Seminars and Events
How do faults in accretionary wedges grow?
Over the last couple of decades, we have learned that a whole spectrum of different fault slip behaviour takes place on subduction megathrust faults from stick-slip earthquakes to slow slip and stable sliding. Pore fluid pressure has been implicated as a potential regulator of slip behaviour. Intra-wedge thrust faults represent important conduits for fluid flow in accretionary wedges, and may play a key role in modulating pore fluid pressure, effective stress and, ultimately, the seismic hazard potential of convergent plate boundaries. However, our understanding of the geometry and evolution of intra-wedge thrusts is limited, and as such, so too is our appreciation of their permeability structure and impact on fluid flow.

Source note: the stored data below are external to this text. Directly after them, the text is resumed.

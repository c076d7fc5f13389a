//! Walks through every banking operation against a running server.
//!
//! Configuration comes from `BANKING_*` environment variables; start
//! `mock-server` first for a local run.

use std::process::ExitCode;

use banking_core::{BankingClient, ClientConfig};
use tracing_subscriber::{layer::SubscriberExt, util::SubscriberInitExt};

fn init_tracing() {
    tracing_subscriber::registry()
        .with(
            tracing_subscriber::EnvFilter::try_from_default_env()
                .unwrap_or_else(|_| "banking_core=info".into()),
        )
        .with(tracing_subscriber::fmt::layer())
        .init();
}

fn section(title: &str) {
    println!("\n{title}");
    println!("{}", "-".repeat(60));
}

fn main() -> ExitCode {
    init_tracing();

    let config = match ClientConfig::from_env() {
        Ok(config) => config,
        Err(e) => {
            eprintln!("invalid configuration: {e}");
            return ExitCode::FAILURE;
        }
    };

    println!("{}", "=".repeat(60));
    println!("Banking Client - Rust Implementation");
    println!("{}", "=".repeat(60));

    let client = BankingClient::new(config);

    section("[1] Basic Transfer (No Authentication)");
    match client.transfer_funds("ACC1000", "ACC1001", 100.00, false) {
        Ok(result) => {
            println!("Transaction ID: {}", result.transaction_id);
            println!("Status: {}", result.status);
            println!("Message: {}", result.message);
        }
        Err(e) => println!("Transfer failed: {e}"),
    }

    section("[2] Transfer with Bearer Authentication");
    match client.authenticate("testuser", "password") {
        Ok(()) => {
            println!("Authentication successful");
            match client.transfer_funds("ACC1002", "ACC1003", 250.50, true) {
                Ok(result) => {
                    println!("Transaction ID: {}", result.transaction_id);
                    println!("Status: {}", result.status);
                }
                Err(e) => println!("Transfer failed: {e}"),
            }
        }
        Err(e) => println!("Authentication failed: {e}"),
    }

    section("[3] Account Validation");
    for account in ["ACC1000", "ACC2000", "ACC9999"] {
        match client.validate_account(account, false) {
            Ok(true) => println!("Valid: {account}"),
            Ok(false) => println!("Invalid: {account}"),
            Err(e) => println!("Could not validate {account}: {e}"),
        }
    }

    section("[4] Retrieve All Accounts");
    match client.get_accounts(false) {
        Ok(accounts) => {
            println!("Found {} accounts:", accounts.len());
            for account in accounts.iter().take(5) {
                let id = account["accountId"].as_str().unwrap_or("N/A");
                let holder = account["accountHolder"].as_str().unwrap_or("N/A");
                println!("  - {id}: {holder}");
            }
        }
        Err(e) => println!("Failed to retrieve accounts: {e}"),
    }

    section("[5] Get Account Balance");
    match client.get_account_balance("ACC1000", false) {
        Ok(balance) => {
            println!("Account: {}", balance.account_id);
            println!("Balance: {:.2} {}", balance.balance, balance.currency);
        }
        Err(e) => println!("Failed to retrieve balance: {e}"),
    }

    section("[6] Error Handling Demo (Invalid Account)");
    match client.transfer_funds("ACC9999", "ACC1001", 50.00, false) {
        Ok(result) => println!("Unexpected success: {}", result.transaction_id),
        Err(e) => println!("Error handled gracefully: {e}"),
    }

    println!("\n{}", "=".repeat(60));
    println!("Demo completed!");
    println!("{}", "=".repeat(60));
    ExitCode::SUCCESS
}
//! Client configuration.
//!
//! `ClientSettings` is the plain named-field input; `ClientConfig` is the
//! validated, immutable value the client reads for its whole lifetime.

use std::env;
use std::time::Duration;

use crate::error::ValidationError;

pub const DEFAULT_BASE_URL: &str = "http://localhost:8123";
pub const DEFAULT_TIMEOUT_SECS: u64 = 30;
pub const DEFAULT_MAX_RETRIES: u32 = 3;
pub const DEFAULT_RETRY_DELAY_MS: u64 = 1000;

/// Unvalidated configuration input.
///
/// ```
/// use banking_core::{ClientConfig, ClientSettings};
///
/// let config = ClientConfig::try_from(ClientSettings {
///     base_url: "http://bank.internal/".to_string(),
///     max_retries: 0,
///     ..ClientSettings::default()
/// })
/// .unwrap();
/// assert_eq!(config.base_url(), "http://bank.internal");
/// ```
#[derive(Debug, Clone, PartialEq, Eq)]
pub struct ClientSettings {
    pub base_url: String,
    pub timeout_secs: u64,
    pub max_retries: u32,
    pub retry_delay_ms: u64,
}

impl Default for ClientSettings {
    fn default() -> Self {
        Self {
            base_url: DEFAULT_BASE_URL.to_string(),
            timeout_secs: DEFAULT_TIMEOUT_SECS,
            max_retries: DEFAULT_MAX_RETRIES,
            retry_delay_ms: DEFAULT_RETRY_DELAY_MS,
        }
    }
}

/// Validated client configuration.
#[derive(Debug, Clone, PartialEq, Eq)]
pub struct ClientConfig {
    base_url: String,
    timeout: Duration,
    max_retries: u32,
    retry_delay: Duration,
}

impl TryFrom<ClientSettings> for ClientConfig {
    type Error = ValidationError;

    fn try_from(settings: ClientSettings) -> Result<Self, Self::Error> {
        let base_url = settings.base_url.trim().trim_end_matches('/');
        if base_url.is_empty() {
            return Err(ValidationError::EmptyField { field: "base_url" });
        }
        if settings.timeout_secs == 0 {
            return Err(ValidationError::NonPositiveTimeout);
        }
        if settings.retry_delay_ms == 0 {
            return Err(ValidationError::NonPositiveRetryDelay);
        }
        Ok(Self {
            base_url: base_url.to_string(),
            timeout: Duration::from_secs(settings.timeout_secs),
            max_retries: settings.max_retries,
            retry_delay: Duration::from_millis(settings.retry_delay_ms),
        })
    }
}

impl Default for ClientConfig {
    fn default() -> Self {
        Self {
            base_url: DEFAULT_BASE_URL.to_string(),
            timeout: Duration::from_secs(DEFAULT_TIMEOUT_SECS),
            max_retries: DEFAULT_MAX_RETRIES,
            retry_delay: Duration::from_millis(DEFAULT_RETRY_DELAY_MS),
        }
    }
}

impl ClientConfig {
    /// Load configuration from `BANKING_*` environment variables.
    ///
    /// Unset variables fall back to the defaults.
    pub fn from_env() -> Result<Self, ConfigError> {
        Self::from_lookup(|key| env::var(key).ok())
    }

    /// Same as `from_env`, reading variables through `lookup`.
    pub fn from_lookup<F>(lookup: F) -> Result<Self, ConfigError>
    where
        F: Fn(&str) -> Option<String>,
    {
        let mut settings = ClientSettings::default();

        if let Some(url) = lookup("BANKING_BASE_URL") {
            settings.base_url = url;
        }
        if let Some(raw) = lookup("BANKING_TIMEOUT_SECS") {
            settings.timeout_secs = raw
                .trim()
                .parse()
                .map_err(|_| ConfigError::InvalidValue("BANKING_TIMEOUT_SECS"))?;
        }
        if let Some(raw) = lookup("BANKING_MAX_RETRIES") {
            settings.max_retries = raw
                .trim()
                .parse()
                .map_err(|_| ConfigError::InvalidValue("BANKING_MAX_RETRIES"))?;
        }
        if let Some(raw) = lookup("BANKING_RETRY_DELAY_MS") {
            settings.retry_delay_ms = raw
                .trim()
                .parse()
                .map_err(|_| ConfigError::InvalidValue("BANKING_RETRY_DELAY_MS"))?;
        }

        Ok(Self::try_from(settings)?)
    }

    pub fn base_url(&self) -> &str {
        &self.base_url
    }

    /// Per-attempt request timeout.
    pub fn timeout(&self) -> Duration {
        self.timeout
    }

    pub fn max_retries(&self) -> u32 {
        self.max_retries
    }

    pub fn retry_delay(&self) -> Duration {
        self.retry_delay
    }

    /// Total attempts per logical call.
    pub fn max_attempts(&self) -> u32 {
        self.max_retries.saturating_add(1)
    }

    /// Sleep before the attempt following failed attempt `attempt` (1-based).
    /// Grows linearly: `retry_delay * attempt`.
    pub fn backoff_delay(&self, attempt: u32) -> Duration {
        self.retry_delay.saturating_mul(attempt)
    }
}

/// Configuration error types
#[derive(Debug, thiserror::Error)]
pub enum ConfigError {
    #[error("Invalid value for environment variable: {0}")]
    InvalidValue(&'static str),

    #[error(transparent)]
    Invalid(#[from] ValidationError),
}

To address this, I will present observations from two subduction zones, the Nankai and Lesser Antilles margins, where 3D seismic and borehole data allow us to constrain the geometry and kinematics of intra-wedge fault networks and to thus shed light on the mechanisms responsible for their structural style variability. The results reveal that incoming plate properties, including the depth to the Opal CT-quartz transition and basement relief (even when it is blanketed by sediments), have a profound effect on the geometry and evolution of faults in the accretionary wedge. These insights into the controls on intra-wedge fault kinematics provide new hypotheses that can be tested with numerical and laboratory models.